*** Input data ***

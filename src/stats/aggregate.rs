//! Daily aggregation: collapses snapshots into one summary per calendar day.

use std::collections::BTreeMap;

use chrono::NaiveDate;

use crate::models::{DailyAggregate, SnapshotRecord};

/// Group snapshots by calendar day and summarise each day.
///
/// Days come back in ascending date order. Within a day, records are ordered
/// by full timestamp (stable, so equal timestamps keep input order) and the
/// last one supplies `total_words`.
///
/// `net_change` is measured against the previous *aggregate*, so a gap of
/// several days without records is spanned by a single difference. The first
/// aggregate's `net_change` is its `total_investment`.
///
/// Sums and differences saturate at the integer bounds rather than overflow.
pub fn aggregate(records: &[SnapshotRecord]) -> Vec<DailyAggregate> {
    let mut groups: BTreeMap<NaiveDate, Vec<&SnapshotRecord>> = BTreeMap::new();
    for record in records {
        groups.entry(record.date()).or_default().push(record);
    }

    let mut daily: Vec<DailyAggregate> = groups
        .into_iter()
        .filter_map(|(date, mut day)| {
            day.sort_by_key(|r| r.timestamp);
            let last = day.last()?;
            let total_investment = day
                .iter()
                .fold(0u64, |acc, r| acc.saturating_add(r.word_change.unsigned_abs()));
            Some(DailyAggregate {
                date,
                is_active: true,
                total_words: last.total_words,
                net_change: 0,
                total_investment,
            })
        })
        .collect();

    let mut previous: Option<u64> = None;
    for day in &mut daily {
        day.net_change = match previous {
            None => i64::try_from(day.total_investment).unwrap_or(i64::MAX),
            Some(prev) => clamp_to_i64(i128::from(day.total_words) - i128::from(prev)),
        };
        previous = Some(day.total_words);
    }

    tracing::debug!(
        snapshots = records.len(),
        days = daily.len(),
        "aggregated daily summaries"
    );
    daily
}

fn clamp_to_i64(value: i128) -> i64 {
    value.clamp(i128::from(i64::MIN), i128::from(i64::MAX)) as i64
}
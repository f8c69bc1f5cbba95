//! Record normalizer: turns raw log lines into [`SnapshotRecord`]s.
//!
//! The log is comma-delimited text with a header line:
//!
//! ```text
//! timestamp,filename,total_words,word_change
//! 2024-01-01 10:00:00,chapter-1.md,100,100
//! ```
//!
//! Lines with fewer than four fields or an unreadable timestamp are dropped.
//! Numeric fields that fail to parse become `0`.

use chrono::{DateTime, NaiveDateTime};

use crate::config;
use crate::models::SnapshotRecord;

/// Parse a whole log, discarding the header line and any malformed rows.
pub fn parse_log(text: &str) -> Vec<SnapshotRecord> {
    let mut dropped = 0usize;
    let records: Vec<SnapshotRecord> = text
        .lines()
        .skip(1)
        .filter(|line| !line.trim().is_empty())
        .filter_map(|line| {
            let record = parse_line(line);
            if record.is_none() {
                dropped += 1;
            }
            record
        })
        .collect();

    tracing::debug!(kept = records.len(), dropped, "normalized snapshot log");
    records
}

/// Parse one data line.
///
/// Fields are positional (`timestamp,filename,total_words,word_change`) and
/// extra trailing columns are ignored. When the third and fourth fields are
/// not both integers and there are more than four fields, the filename is
/// taken to contain commas instead: the last two fields are the counts and
/// everything between them and the timestamp is re-joined as the filename.
pub fn parse_line(line: &str) -> Option<SnapshotRecord> {
    let fields: Vec<&str> = line.trim_end_matches('\r').split(',').collect();
    if fields.len() < 4 {
        return None;
    }

    let timestamp = parse_timestamp(fields[0])?;
    let counts_at = if fields.len() == 4 || (is_integer(fields[2]) && is_integer(fields[3])) {
        2
    } else {
        fields.len() - 2
    };
    let filename = fields[1..counts_at].join(",").trim().to_string();
    let total_words = fields[counts_at].trim().parse::<u64>().unwrap_or(0);
    let word_change = fields[counts_at + 1].trim().parse::<i64>().unwrap_or(0);

    Some(SnapshotRecord {
        timestamp,
        filename,
        total_words,
        word_change,
    })
}

fn is_integer(field: &str) -> bool {
    field.trim().parse::<i128>().is_ok()
}

/// Parse a timestamp in any of the accepted layouts.
///
/// RFC 3339 inputs keep their wall-clock time; the offset is discarded.
pub fn parse_timestamp(raw: &str) -> Option<NaiveDateTime> {
    let raw = raw.trim();
    if raw.is_empty() {
        return None;
    }

    config::timestamp_formats()
        .iter()
        .find_map(|fmt| NaiveDateTime::parse_from_str(raw, fmt).ok())
        .or_else(|| {
            DateTime::parse_from_rfc3339(raw)
                .ok()
                .map(|dt| dt.naive_local())
        })
}
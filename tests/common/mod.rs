//! Shared fixtures for the wordstats integration tests.

#![allow(dead_code)]

use chrono::{NaiveDate, NaiveDateTime};
use flate2::write::GzEncoder;
use flate2::Compression;
use std::io::Write;
use std::path::{Path, PathBuf};
use wordstats::{DailyAggregate, SnapshotRecord};

/// Parse `YYYY-MM-DD HH:MM:SS`.
pub fn ts(raw: &str) -> NaiveDateTime {
    NaiveDateTime::parse_from_str(raw, "%Y-%m-%d %H:%M:%S").unwrap()
}

/// Parse `YYYY-MM-DD`.
pub fn day(raw: &str) -> NaiveDate {
    NaiveDate::parse_from_str(raw, "%Y-%m-%d").unwrap()
}

pub fn record(timestamp: &str, filename: &str, total_words: u64, word_change: i64) -> SnapshotRecord {
    SnapshotRecord::new(ts(timestamp), filename, total_words, word_change)
}

/// Aggregate with only the fields streaks and series care about.
pub fn agg(date: &str, total_words: u64, net_change: i64) -> DailyAggregate {
    DailyAggregate {
        date: day(date),
        is_active: true,
        total_words,
        net_change,
        total_investment: net_change.unsigned_abs(),
    }
}

/// A small log spanning a gap day and an in-day rewrite.
///
/// 2024-01-01: 0 -> 100 (investment 100)
/// 2024-01-03: 100 -> 180 -> 150 (investment 80 + 30 = 110)
/// 2024-01-04: 150 -> 200 (investment 50)
pub const SAMPLE_LOG: &str = "\
timestamp,filename,total_words,word_change
2024-01-01 10:00:00,draft.md,100,100
2024-01-03 09:00:00,draft.md,180,80
2024-01-03 17:30:00,draft.md,150,-30
2024-01-04 08:15:00,draft.md,200,50
";

pub fn sample_records() -> Vec<SnapshotRecord> {
    vec![
        record("2024-01-01 10:00:00", "draft.md", 100, 100),
        record("2024-01-03 09:00:00", "draft.md", 180, 80),
        record("2024-01-03 17:30:00", "draft.md", 150, -30),
        record("2024-01-04 08:15:00", "draft.md", 200, 50),
    ]
}

/// Write `text` to `dir/name` and return the path.
pub fn write_log(dir: &Path, name: &str, text: &str) -> PathBuf {
    let path = dir.join(name);
    std::fs::write(&path, text).unwrap();
    path
}

/// Write `text` gzip-compressed to `dir/name` and return the path.
pub fn write_gz_log(dir: &Path, name: &str, text: &str) -> PathBuf {
    let path = dir.join(name);
    let file = std::fs::File::create(&path).unwrap();
    let mut encoder = GzEncoder::new(file, Compression::default());
    encoder.write_all(text.as_bytes()).unwrap();
    encoder.finish().unwrap();
    path
}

*** End of Input data ***

Directions => From the first line to the last, return the listing exactly.

Response to the task =>
filename src/stats/aggregate.rs
//! Daily aggregation: collapses snapshots into one summary per calendar day.

use std::collections::BTreeMap;

use chrono::NaiveDate;

use crate::models::{DailyAggregate, SnapshotRecord};

/// Group snapshots by calendar day and summarise each day.
///
/// Days come back in ascending date order. Within a day, records are ordered
/// by full timestamp (stable, so equal timestamps keep input order) and the
/// last one supplies `total_words`.
///
/// `net_change` is measured against the previous *aggregate*, so a gap of
/// several days without records is spanned by a single difference. The first
/// aggregate's `net_change` is its `total_investment`.
///
/// Sums and differences saturate at the integer bounds rather than overflow.
pub fn aggregate(records: &[SnapshotRecord]) -> Vec<DailyAggregate> {
    let mut groups: BTreeMap<NaiveDate, Vec<&SnapshotRecord>> = BTreeMap::new();
    for record in records {
        groups.entry(record.date()).or_default().push(record);
    }

    let mut daily: Vec<DailyAggregate> = groups
        .into_iter()
        .filter_map(|(date, mut day)| {
            day.sort_by_key(|r| r.timestamp);
            let last = day.last()?;
            let total_investment = day
                .iter()
                .fold(0u64, |acc, r| acc.saturating_add(r.word_change.unsigned_abs()));
            Some(DailyAggregate {
                date,
                is_active: true,
                total_words: last.total_words,
                net_change: 0,
                total_investment,
            })
        })
        .collect();

    let mut previous: Option<u64> = None;
    for day in &mut daily {
        day.net_change = match previous {
            None => i64::try_from(day.total_investment).unwrap_or(i64::MAX),
            Some(prev) => clamp_to_i64(i128::from(day.total_words) - i128::from(prev)),
        };
        previous = Some(day.total_words);
    }

    tracing::debug!(
        snapshots = records.len(),
        days = daily.len(),
        "aggregated daily summaries"
    );
    daily
}

fn clamp_to_i64(value: i128) -> i64 {
    value.clamp(i128::from(i64::MIN), i128::from(i64::MAX)) as i64
}
repository f8c69bc1f5cbba95
//! Record normalizer: turns raw log lines into [`SnapshotRecord`]s.
//!
//! The log is comma-delimited text with a header line:
//!
//! ```text
//! timestamp,filename,total_words,word_change
//! 2024-01-01 10:00:00,chapter-1.md,100,100
//! ```
//!
//! Lines with fewer than four fields or an unreadable timestamp are dropped.
//! Numeric fields that fail to parse become `0`.

use chrono::{DateTime, NaiveDateTime};

use crate::config;
use crate::models::SnapshotRecord;

/// Parse a whole log, discarding the header line and any malformed rows.
pub fn parse_log(text: &str) -> Vec<SnapshotRecord> {
    let mut dropped = 0usize;
    let records: Vec<SnapshotRecord> = text
        .lines()
        .skip(1)
        .filter(|line| !line.trim().is_empty())
        .filter_map(|line| {
            let record = parse_line(line);
            if record.is_none() {
                dropped += 1;
            }
            record
        })
        .collect();

    tracing::debug!(kept = records.len(), dropped, "normalized snapshot log");
    records
}

/// Parse one data line.
///
/// Fields are positional (`timestamp,filename,total_words,word_change`) and
/// extra trailing columns are ignored. When the third and fourth fields are
/// not both integers and there are more than four fields, the filename is
/// taken to contain commas instead: the last two fields are the counts and
/// everything between them and the timestamp is re-joined as the filename.
pub fn parse_line(line: &str) -> Option<SnapshotRecord> {
    let fields: Vec<&str> = line.trim_end_matches('\r').split(',').collect();
    if fields.len() < 4 {
        return None;
    }

    let timestamp = parse_timestamp(fields[0])?;
    let counts_at = if fields.len() == 4 || (is_integer(fields[2]) && is_integer(fields[3])) {
        2
    } else {
        fields.len() - 2
    };
    let filename = fields[1..counts_at].join(",").trim().to_string();
    let total_words = fields[counts_at].trim().parse::<u64>().unwrap_or(0);
    let word_change = fields[counts_at + 1].trim().parse::<i64>().unwrap_or(0);

    Some(SnapshotRecord {
        timestamp,
        filename,
        total_words,
        word_change,
    })
}

fn is_integer(field: &str) -> bool {
    field.trim().parse::<i128>().is_ok()
}

/// Parse a timestamp in any of the accepted layouts.
///
/// RFC 3339 inputs keep their wall-clock time; the offset is discarded.
pub fn parse_timestamp(raw: &str) -> Option<NaiveDateTime> {
    let raw = raw.trim();
    if raw.is_empty() {
        return None;
    }

    config::timestamp_formats()
        .iter()
        .find_map(|fmt| NaiveDateTime::parse_from_str(raw, fmt).ok())
        .or_else(|| {
            DateTime::parse_from_rfc3339(raw)
                .ok()
                .map(|dt| dt.naive_local())
        })
}
filename tests/common/mod.rs
//! Shared fixtures for the wordstats integration tests.

#![allow(dead_code)]

use chrono::{NaiveDate, NaiveDateTime};
use flate2::write::GzEncoder;
use flate2::Compression;
use std::io::Write;
use std::path::{Path, PathBuf};
use wordstats::{DailyAggregate, SnapshotRecord};

/// Parse `YYYY-MM-DD HH:MM:SS`.
pub fn ts(raw: &str) -> NaiveDateTime {
    NaiveDateTime::parse_from_str(raw, "%Y-%m-%d %H:%M:%S").unwrap()
}

/// Parse `YYYY-MM-DD`.
pub fn day(raw: &str) -> NaiveDate {
    NaiveDate::parse_from_str(raw, "%Y-%m-%d").unwrap()
}

pub fn record(timestamp: &str, filename: &str, total_words: u64, word_change: i64) -> SnapshotRecord {
    SnapshotRecord::new(ts(timestamp), filename, total_words, word_change)
}

/// Aggregate with only the fields streaks and series care about.
pub fn agg(date: &str, total_words: u64, net_change: i64) -> DailyAggregate {
    DailyAggregate {
        date: day(date),
        is_active: true,
        total_words,
        net_change,
        total_investment: net_change.unsigned_abs(),
    }
}

/// A small log spanning a gap day and an in-day rewrite.
///
/// 2024-01-01: 0 -> 100 (investment 100)
/// 2024-01-03: 100 -> 180 -> 150 (investment 80 + 30 = 110)
/// 2024-01-04: 150 -> 200 (investment 50)
pub const SAMPLE_LOG: &str = "\
timestamp,filename,total_words,word_change
2024-01-01 10:00:00,draft.md,100,100
2024-01-03 09:00:00,draft.md,180,80
2024-01-03 17:30:00,draft.md,150,-30
2024-01-04 08:15:00,draft.md,200,50
";

pub fn sample_records() -> Vec<SnapshotRecord> {
    vec![
        record("2024-01-01 10:00:00", "draft.md", 100, 100),
        record("2024-01-03 09:00:00", "draft.md", 180, 80),
        record("2024-01-03 17:30:00", "draft.md", 150, -30),
        record("2024-01-04 08:15:00", "draft.md", 200, 50),
    ]
}

/// Write `text` to `dir/name` and return the path.
pub fn write_log(dir: &Path, name: &str, text: &str) -> PathBuf {
    let path = dir.join(name);
    std::fs::write(&path, text).unwrap();
    path
}

/// Write `text` gzip-compressed to `dir/name` and return the path.
pub fn write_gz_log(dir: &Path, name: &str, text: &str) -> PathBuf {
    let path = dir.join(name);
    let file = std::fs::File::create(&path).unwrap();
    let mut encoder = GzEncoder::new(file, Compression::default());
    encoder.write_all(text.as_bytes()).unwrap();
    encoder.finish().unwrap();
    path
}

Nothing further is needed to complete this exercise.